Here is a rich and complex controlling of the tone. The finely attenuated feeling of harassment in the narrator is achieved by hyperbole--an extravagant figure for peacefulness followed by an extravagant contrasting figure for clamor. This is the narrator’s central memory of the dead girl: her enormous ability to shatter placidity. It justifies the use of the word "Astonishes." It is hard to credit the stillness of the little girl now in the coffin.

Precisely chosen language is the elusive strength of the concluding stanza. Direct statements about the dead girl are terse and restrained, and the horror of death is implicit. "Brown study" is an effective euphemism for death because it has an ironic relevance to the personality of the girl alive; during her energetic life, the quiet, pensive mood seemed as unnatural for her as now seems the reality that so much clamorous liveliness could be permanently stilled. "Vexed" is exquisitely attuned to the narrator’s emotional perspective. He is not outraged, not overwhelmed. He was resignedly distressed by her noisiness when alive, and be is resignedly distressed by her temperamentally unnatural repose in death. The implication is that death itself is vexatious to human beings. This is close to our usual attitude toward it, our recurring sense of uneasiness that our lives logically imply deaths some time in the future; and, though we grow accustomed to the inevitability, it is vaguely annoying.

The motionlessness of the violently active girl has made her survivors motionless, has "sternly stopped' them, has made them confront death directly and definitely. "Primly propped" ends the poem with the emphasis upon the unnaturalness, the excessive formality, of the girl's appearance. This phrase conveys quietly and implicitly more horror than an indignant outburst would. It is the culmination of a strong and clear pathos that has been won by deft indirection; it is pathos under control, arrived at by dramatically working through the data of speed, energy, noise--and the vacuum left by death.

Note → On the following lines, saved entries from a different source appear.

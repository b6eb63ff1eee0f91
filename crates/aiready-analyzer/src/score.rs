//! Table-driven readiness scorer.
//!
//! Each dimension has a fixed ordered list of signal checks with fixed point
//! weights; the dimension score is the sum of satisfied-check weights,
//! clamped to the bounded range. These tables and the aggregate weights are
//! part of the published contract: changing any of them requires bumping
//! [`aiready_core::SCHEMA_VERSION`].

use aiready_core::{Dimension, ScoreSet, SignalKey, SignalSet};

/// Upper bound of every dimension score.
pub(crate) const MAX_DIMENSION_SCORE: u32 = 100;

/// Entity clarity: can an assistant tell who this site is?
const ENTITY_CLARITY_CHECKS: &[(SignalKey, u32)] = &[
    (SignalKey::OrganizationSchema, 40),
    (SignalKey::SiteName, 25),
    (SignalKey::CanonicalLink, 20),
    (SignalKey::MetaDescription, 15),
];

/// Answerability: does the page carry answer-shaped content?
const ANSWERABILITY_CHECKS: &[(SignalKey, u32)] = &[
    (SignalKey::FaqSchema, 35),
    (SignalKey::QuestionHeadings, 25),
    (SignalKey::DirectAnswers, 25),
    (SignalKey::HeadingHierarchy, 15),
];

/// Commercial clarity: is there a visible, structured offer?
const COMMERCIAL_CLARITY_CHECKS: &[(SignalKey, u32)] = &[
    (SignalKey::OfferSchema, 40),
    (SignalKey::VisiblePricing, 35),
    (SignalKey::PricingPageLink, 25),
];

/// Trust: authorship, freshness, references, reachability.
const TRUST_CHECKS: &[(SignalKey, u32)] = &[
    (SignalKey::AuthorByline, 30),
    (SignalKey::FreshnessDate, 30),
    (SignalKey::OutboundCitations, 20),
    (SignalKey::ContactPoint, 20),
];

/// Retrievability: can the page be crawled and understood?
const RETRIEVABILITY_CHECKS: &[(SignalKey, u32)] = &[
    (SignalKey::Indexable, 40),
    (SignalKey::ValidStructuredData, 25),
    (SignalKey::SitemapReference, 20),
    (SignalKey::TitleTag, 15),
];

/// Aggregate weights across the five dimensions; they sum to 1.0.
const AGGREGATE_WEIGHTS: [(Dimension, f64); 5] = [
    (Dimension::EntityClarity, 0.25),
    (Dimension::Answerability, 0.25),
    (Dimension::CommercialClarity, 0.15),
    (Dimension::Trust, 0.20),
    (Dimension::Retrievability, 0.15),
];

/// The check table for one dimension, in check order.
pub(crate) fn checks_for(dimension: Dimension) -> &'static [(SignalKey, u32)] {
    match dimension {
        Dimension::EntityClarity => ENTITY_CLARITY_CHECKS,
        Dimension::Answerability => ANSWERABILITY_CHECKS,
        Dimension::CommercialClarity => COMMERCIAL_CLARITY_CHECKS,
        Dimension::Trust => TRUST_CHECKS,
        Dimension::Retrievability => RETRIEVABILITY_CHECKS,
    }
}

/// Scores one signal set against the rubric.
///
/// Deterministic and side-effect-free: the same `SignalSet` always yields
/// the same `ScoreSet`, which is what makes history diffing meaningful.
#[must_use]
pub fn score(signals: &SignalSet) -> ScoreSet {
    let per_dimension = |dimension| dimension_score(signals, checks_for(dimension));

    let mut scores = ScoreSet {
        entity_clarity: per_dimension(Dimension::EntityClarity),
        answerability: per_dimension(Dimension::Answerability),
        commercial_clarity: per_dimension(Dimension::CommercialClarity),
        trust: per_dimension(Dimension::Trust),
        retrievability: per_dimension(Dimension::Retrievability),
        aggregate: 0.0,
    };

    let aggregate: f64 = AGGREGATE_WEIGHTS
        .iter()
        .map(|&(dimension, weight)| f64::from(scores.get(dimension)) * weight)
        .sum();
    scores.aggregate = (aggregate * 10.0).round() / 10.0;

    scores
}

/// Sum of satisfied-check weights, clamped to the bounded range.
fn dimension_score(signals: &SignalSet, checks: &[(SignalKey, u32)]) -> u32 {
    let sum: u32 = checks
        .iter()
        .filter(|&&(key, _)| signals.get(key).present)
        .map(|&(_, weight)| weight)
        .sum();
    sum.min(MAX_DIMENSION_SCORE)
}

A little girl's death could readily entail a crude and trite pathos, but Ransom skillfully avoids it by limiting the reader’s view of the girl to the narrator's version of her. A vivid picture of her in a characteristic moment of her life is presented in language formalized enough to keep us detached, to keep us from empathizing her persona purely: "the tireless heart within the little / Lady with rod." The adult's perspective upon her is consistent to the end. There are no technical "tricks," as in "Janet Waking" and "Here Lies a Lady," to damage the fiction and to remind us of Ransom's decorous vigilance or vigilant decorum. The fiction is superbly integrated with a consistent perspective. The technique subserves the evocation of an appropriate pathos.